Because I was invisible.

Later, a woman turned left right in front of a car in front of me. She never even saw him. I stopped short, being able to see the potential for carnage, and only at the last second did she see the other car and the smoke trailing from his wheel wells. To her credit, she gave a little wave of contrition, but was so flumoxed by the fact she had just seen an invisible car appear out of nowhere that she cut off two other cars on the opposing side of the road.

It was then I realized, that every car in proximity to my car is also invisible. It wasn't until there was enough distance between us that the car in front of me became visible to the woman who cut off the other cars, and those cars never even slowed down because that woman too had become invisible!
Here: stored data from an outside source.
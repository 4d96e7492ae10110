//! Equal-width numeric binning and categorical frequency distributions.

use serde::Serialize;

use crate::dataset::{CellValue, Dataset};
use crate::format::{to_fixed, truncate_label};
use crate::stats::{FrequencyEntry, frequency_table};

/// Most categories kept in a categorical distribution.
pub const CATEGORICAL_TOP_VALUES: usize = 20;
/// Longest category label before truncation.
pub const CATEGORY_LABEL_CHARS: usize = 15;

/// Histogram flavour: caps the bin count and fixes label precision.
#[derive(Debug, Clone, Copy, PartialEq, Eq, Default, Serialize)]
#[serde(rename_all = "lowercase")]
pub enum BinCapacity {
    /// Standalone distribution view: up to 20 bins, 2-decimal labels.
    #[default]
    Standalone,
    /// Inline per-column mini view: up to 15 bins, 1-decimal labels.
    Mini,
}

impl BinCapacity {
    /// Maximum number of bins.
    pub const fn cap(&self) -> usize {
        match self {
            BinCapacity::Standalone => 20,
            BinCapacity::Mini => 15,
        }
    }

    /// Decimal places used in range labels.
    pub const fn label_precision(&self) -> usize {
        match self {
            BinCapacity::Standalone => 2,
            BinCapacity::Mini => 1,
        }
    }

    /// `max(1, min(cap, ceil(sqrt(n))))`.
    pub fn bin_count(&self, n: usize) -> usize {
        let root = (n as f64).sqrt().ceil() as usize;
        root.min(self.cap()).max(1)
    }
}

/// One histogram bin covering `[lower, upper)`; the last bin also holds
/// the maximum.
#[derive(Debug, Clone, PartialEq, Serialize)]
pub struct Bin {
    pub lower: f64,
    pub upper: f64,
    pub count: usize,
    /// `"{lower} - {upper}"` at the capacity's precision.
    pub label: String,
}

impl Bin {
    fn new(lower: f64, upper: f64, precision: usize) -> Self {
        Self {
            lower,
            upper,
            count: 0,
            label: format!(
                "{} - {}",
                to_fixed(lower, precision),
                to_fixed(upper, precision)
            ),
        }
    }
}

/// Equal-width histogram over raw numbers.
///
/// Empty input gives no bins. When every value is equal, one bin
/// `[min, max]` holds all of them.
pub fn histogram(values: &[f64], capacity: BinCapacity) -> Vec<Bin> {
    if values.is_empty() {
        return Vec::new();
    }

    let (min, max) = values
        .iter()
        .fold((f64::INFINITY, f64::NEG_INFINITY), |(lo, hi), &v| {
            (lo.min(v), hi.max(v))
        });
    let precision = capacity.label_precision();

    if max == min {
        let mut bin = Bin::new(min, max, precision);
        bin.count = values.len();
        return vec![bin];
    }

    let bin_count = capacity.bin_count(values.len());
    let width = (max - min) / bin_count as f64;

    let mut bins: Vec<Bin> = (0..bin_count)
        .map(|i| {
            let lower = min + i as f64 * width;
            Bin::new(lower, lower + width, precision)
        })
        .collect();

    let last = bin_count - 1;
    for &v in values {
        let idx = if v == max {
            last
        } else {
            (((v - min) / width).floor() as usize).min(last)
        };
        bins[idx].count += 1;
    }

    bins
}

/// Histogram over the `Number` cells among `values`.
pub fn compute_histogram<'a, I>(values: I, capacity: BinCapacity) -> Vec<Bin>
where
    I: IntoIterator<Item = &'a CellValue>,
{
    let numbers: Vec<f64> = values.into_iter().filter_map(CellValue::as_number).collect();
    histogram(&numbers, capacity)
}

/// One bar of a categorical distribution.
#[derive(Debug, Clone, PartialEq, Eq, Serialize)]
pub struct CategoryBar {
    /// Display label, truncated to [`CATEGORY_LABEL_CHARS`].
    pub label: String,
    #[serde(flatten)]
    pub entry: FrequencyEntry,
}

/// Top [`CATEGORICAL_TOP_VALUES`] values by frequency, keyed by their
/// plain string form. Empty cells are skipped.
pub fn categorical_distribution<'a, I>(values: I) -> Vec<CategoryBar>
where
    I: IntoIterator<Item = &'a CellValue>,
{
    frequency_table(
        values
            .into_iter()
            .filter(|v| !v.is_empty())
            .map(CellValue::to_plain_string),
    )
    .into_iter()
    .take(CATEGORICAL_TOP_VALUES)
    .map(|entry| CategoryBar {
        label: truncate_label(&entry.value, CATEGORY_LABEL_CHARS),
        entry,
    })
    .collect()
}

/// Distribution view of one column.
#[derive(Debug, Clone, PartialEq, Serialize)]
#[serde(tag = "kind", content = "data", rename_all = "lowercase")]
pub enum Distribution {
    /// Every non-empty value is a number.
    Numeric(Vec<Bin>),
    /// At least one non-empty value is not a number.
    Categorical {
        bars: Vec<CategoryBar>,
        /// Non-empty values in the column, the base for bar shares.
        total: usize,
    },
    /// Unknown column, or no non-empty values.
    NoData,
}

/// Histogram (cap 20) for all-numeric columns, top-20 frequencies
/// otherwise.
pub fn compute_distribution(dataset: &Dataset, column: &str) -> Distribution {
    let Some(values) = dataset.column_values(column) else {
        tracing::debug!(column, "distribution requested for unknown column");
        return Distribution::NoData;
    };

    let non_empty: Vec<&CellValue> = values.into_iter().filter(|v| !v.is_empty()).collect();
    if non_empty.is_empty() {
        return Distribution::NoData;
    }

    if non_empty.iter().all(|v| matches!(v, CellValue::Number(_))) {
        Distribution::Numeric(compute_histogram(non_empty, BinCapacity::Standalone))
    } else {
        Distribution::Categorical {
            total: non_empty.len(),
            bars: categorical_distribution(non_empty),
        }
    }
}

#[cfg(test)]
mod tests {
    use super::*;

    #[test]
    fn test_bin_count() {
        assert_eq!(BinCapacity::Standalone.bin_count(100), 10);
        assert_eq!(BinCapacity::Standalone.bin_count(1000), 20);
        assert_eq!(BinCapacity::Mini.bin_count(1000), 15);
        assert_eq!(BinCapacity::Mini.bin_count(10), 4);
        assert_eq!(BinCapacity::Standalone.bin_count(0), 1);
        assert_eq!(BinCapacity::Standalone.bin_count(1), 1);
    }

    #[test]
    fn test_one_to_hundred() {
        let values: Vec<f64> = (1..=100).map(f64::from).collect();
        let bins = histogram(&values, BinCapacity::Standalone);

        assert_eq!(bins.len(), 10);
        assert_eq!(bins.iter().map(|b| b.count).sum::<usize>(), 100);
        assert!(bins.last().unwrap().count > 0);
        assert_eq!(bins[0].label, "1.00 - 10.90");
        assert!((bins[9].upper - 100.0).abs() < 1e-9);

        // every value lies within its bin's bounds
        for &v in &values {
            let last = bins.len() - 1;
            let hits = bins
                .iter()
                .enumerate()
                .filter(|(i, b)| v >= b.lower && (v < b.upper || (*i == last && v <= b.upper)))
                .count();
            assert!(hits >= 1, "value {v} not covered");
        }
    }

    #[test]
    fn test_max_goes_to_last_bin() {
        let bins = histogram(&[0.0, 1.0, 2.0, 3.0], BinCapacity::Standalone);
        assert_eq!(bins.len(), 2);
        assert_eq!(bins[0].count, 2);
        assert_eq!(bins[1].count, 2);
    }

    #[test]
    fn test_degenerate_single_value() {
        let bins = histogram(&[5.0, 5.0, 5.0], BinCapacity::Mini);
        assert_eq!(bins.len(), 1);
        assert_eq!(bins[0].count, 3);
        assert_eq!(bins[0].label, "5.0 - 5.0");
    }

    #[test]
    fn test_labels_round_halfway_up() {
        let bins = histogram(&[0.125, 0.125], BinCapacity::Standalone);
        assert_eq!(bins[0].label, "0.13 - 0.13");
        assert_eq!(Bin::new(3.125, 6.25, 1).label, "3.1 - 6.3");
    }

    #[test]
    fn test_empty_histogram() {
        assert!(histogram(&[], BinCapacity::Standalone).is_empty());
    }

    #[test]
    fn test_histogram_is_deterministic() {
        let values: Vec<f64> = (0..57).map(|i| (i as f64 * 0.37).sin() * 10.0).collect();
        let a = histogram(&values, BinCapacity::Standalone);
        let b = histogram(&values, BinCapacity::Standalone);
        assert_eq!(a, b);
    }

    #[test]
    fn test_categorical_top_twenty() {
        let values: Vec<CellValue> = (0..30)
            .flat_map(|i| std::iter::repeat_n(CellValue::from(format!("v{i}")), 30 - i))
            .collect();
        let bars = categorical_distribution(&values);

        assert_eq!(bars.len(), CATEGORICAL_TOP_VALUES);
        assert_eq!(bars[0].entry.value, "v0");
        assert_eq!(bars[0].entry.count, 30);
    }

    #[test]
    fn test_categorical_label_truncation() {
        let values = vec![CellValue::from("a very long category name")];
        let bars = categorical_distribution(&values);
        assert_eq!(bars[0].label, "a very long cat...");
        assert_eq!(bars[0].entry.value, "a very long category name");
    }

    #[test]
    fn test_compute_distribution_kinds() {
        let ds = Dataset::from_records(vec![
            vec![
                ("n", CellValue::from(1.0)),
                ("mixed", CellValue::from(1.0)),
                ("e", CellValue::Empty),
            ],
            vec![("n", CellValue::from(2.0)), ("mixed", "x".into()), ("e", CellValue::Empty)],
            vec![("n", CellValue::Empty), ("mixed", "x".into()), ("e", CellValue::Empty)],
        ]);

        assert!(matches!(compute_distribution(&ds, "n"), Distribution::Numeric(b) if b.len() == 2));
        match compute_distribution(&ds, "mixed") {
            Distribution::Categorical { bars, total } => {
                assert_eq!(total, 3);
                assert_eq!(bars[0].entry.value, "x");
                assert_eq!(bars[1].entry.value, "1");
            }
            other => panic!("expected categorical, got {other:?}"),
        }
        assert_eq!(compute_distribution(&ds, "e"), Distribution::NoData);
        assert_eq!(compute_distribution(&ds, "nope"), Distribution::NoData);
    }
}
Amazing! Now, I am at almost 100,000 miles and I never keep a car this long, so I don't know, but maybe it is a latent feature from the factory. You know, the car gets a little worse for wear. Don't take it to the body shop and spend all that dough, your car, and all its imperfections will simply fade from view! Perhaps it is a feature of my extended warranty?

Update:

I guess it was a temporary condition. The officer assures me that he, and his radar can see my car just fine, and that 94 is too fast in a 70. Oh well. It was fun while it lasted.

P.S.

The last part is hyperbole (by which I mean a bald-faced lie), I did not get pulled over. Because my car is invisible.